ASSIGNMENT:
Below are some entries; set them all down exactly.

- - -

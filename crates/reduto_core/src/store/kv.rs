//! Key-value storage capability and its implementations.
//!
//! # Responsibility
//! - Expose the minimal get/set capability the collection store needs.
//! - Keep SQL details inside the persistence boundary.
//!
//! # Invariants
//! - `set` fully replaces the previous value in one blocking write.
//! - `get` of an absent key is `Ok(None)`, never an error.

use super::StoreResult;
use rusqlite::{params, Connection, OptionalExtension};
use std::cell::RefCell;
use std::collections::HashMap;

/// Injected durable key-value slot scoped to the application.
pub trait KeyValueStore {
    fn get(&self, key: &str) -> StoreResult<Option<String>>;
    fn set(&self, key: &str, value: &str) -> StoreResult<()>;
}

/// SQLite-backed key-value store over the `kv` table.
pub struct SqliteKeyValueStore<'conn> {
    conn: &'conn Connection,
}

impl<'conn> SqliteKeyValueStore<'conn> {
    pub fn new(conn: &'conn Connection) -> Self {
        Self { conn }
    }
}

impl KeyValueStore for SqliteKeyValueStore<'_> {
    fn get(&self, key: &str) -> StoreResult<Option<String>> {
        let value = self
            .conn
            .query_row("SELECT value FROM kv WHERE key = ?1;", [key], |row| {
                row.get::<_, String>(0)
            })
            .optional()?;
        Ok(value)
    }

    fn set(&self, key: &str, value: &str) -> StoreResult<()> {
        self.conn.execute(
            "INSERT INTO kv (key, value) VALUES (?1, ?2)
             ON CONFLICT(key) DO UPDATE SET
                value = excluded.value,
                updated_at = (strftime('%s', 'now') * 1000);",
            params![key, value],
        )?;
        Ok(())
    }
}

/// In-memory key-value store for tests and ephemeral sessions.
#[derive(Debug, Default)]
pub struct MemoryKeyValueStore {
    entries: RefCell<HashMap<String, String>>,
}

impl MemoryKeyValueStore {
    pub fn new() -> Self {
        Self::default()
    }

    /// Seeds a value directly, bypassing the trait surface.
    pub fn seed(&self, key: &str, value: &str) {
        self.entries
            .borrow_mut()
            .insert(key.to_string(), value.to_string());
    }

    /// Reads a raw value directly, bypassing the trait surface.
    pub fn raw(&self, key: &str) -> Option<String> {
        self.entries.borrow().get(key).cloned()
    }
}

impl KeyValueStore for MemoryKeyValueStore {
    fn get(&self, key: &str) -> StoreResult<Option<String>> {
        Ok(self.entries.borrow().get(key).cloned())
    }

    fn set(&self, key: &str, value: &str) -> StoreResult<()> {
        self.entries
            .borrow_mut()
            .insert(key.to_string(), value.to_string());
        Ok(())
    }
}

- - -

SOLUTION:
filename crates/reduto_core/src/store/kv.rs
//! Key-value storage capability and its implementations.
//!
//! # Responsibility
//! - Expose the minimal get/set capability the collection store needs.
//! - Keep SQL details inside the persistence boundary.
//!
//! # Invariants
//! - `set` fully replaces the previous value in one blocking write.
//! - `get` of an absent key is `Ok(None)`, never an error.

use super::StoreResult;
use rusqlite::{params, Connection, OptionalExtension};
use std::cell::RefCell;
use std::collections::HashMap;

/// Injected durable key-value slot scoped to the application.
pub trait KeyValueStore {
    fn get(&self, key: &str) -> StoreResult<Option<String>>;
    fn set(&self, key: &str, value: &str) -> StoreResult<()>;
}

/// SQLite-backed key-value store over the `kv` table.
pub struct SqliteKeyValueStore<'conn> {
    conn: &'conn Connection,
}

impl<'conn> SqliteKeyValueStore<'conn> {
    pub fn new(conn: &'conn Connection) -> Self {
        Self { conn }
    }
}

impl KeyValueStore for SqliteKeyValueStore<'_> {
    fn get(&self, key: &str) -> StoreResult<Option<String>> {
        let value = self
            .conn
            .query_row("SELECT value FROM kv WHERE key = ?1;", [key], |row| {
                row.get::<_, String>(0)
            })
            .optional()?;
        Ok(value)
    }

    fn set(&self, key: &str, value: &str) -> StoreResult<()> {
        self.conn.execute(
            "INSERT INTO kv (key, value) VALUES (?1, ?2)
             ON CONFLICT(key) DO UPDATE SET
                value = excluded.value,
                updated_at = (strftime('%s', 'now') * 1000);",
            params![key, value],
        )?;
        Ok(())
    }
}

/// In-memory key-value store for tests and ephemeral sessions.
#[derive(Debug, Default)]
pub struct MemoryKeyValueStore {
    entries: RefCell<HashMap<String, String>>,
}

impl MemoryKeyValueStore {
    pub fn new() -> Self {
        Self::default()
    }

    /// Seeds a value directly, bypassing the trait surface.
    pub fn seed(&self, key: &str, value: &str) {
        self.entries
            .borrow_mut()
            .insert(key.to_string(), value.to_string());
    }

    /// Reads a raw value directly, bypassing the trait surface.
    pub fn raw(&self, key: &str) -> Option<String> {
        self.entries.borrow().get(key).cloned()
    }
}

impl KeyValueStore for MemoryKeyValueStore {
    fn get(&self, key: &str) -> StoreResult<Option<String>> {
        Ok(self.entries.borrow().get(key).cloned())
    }

    fn set(&self, key: &str, value: &str) -> StoreResult<()> {
        self.entries
            .borrow_mut()
            .insert(key.to_string(), value.to_string());
        Ok(())
    }
}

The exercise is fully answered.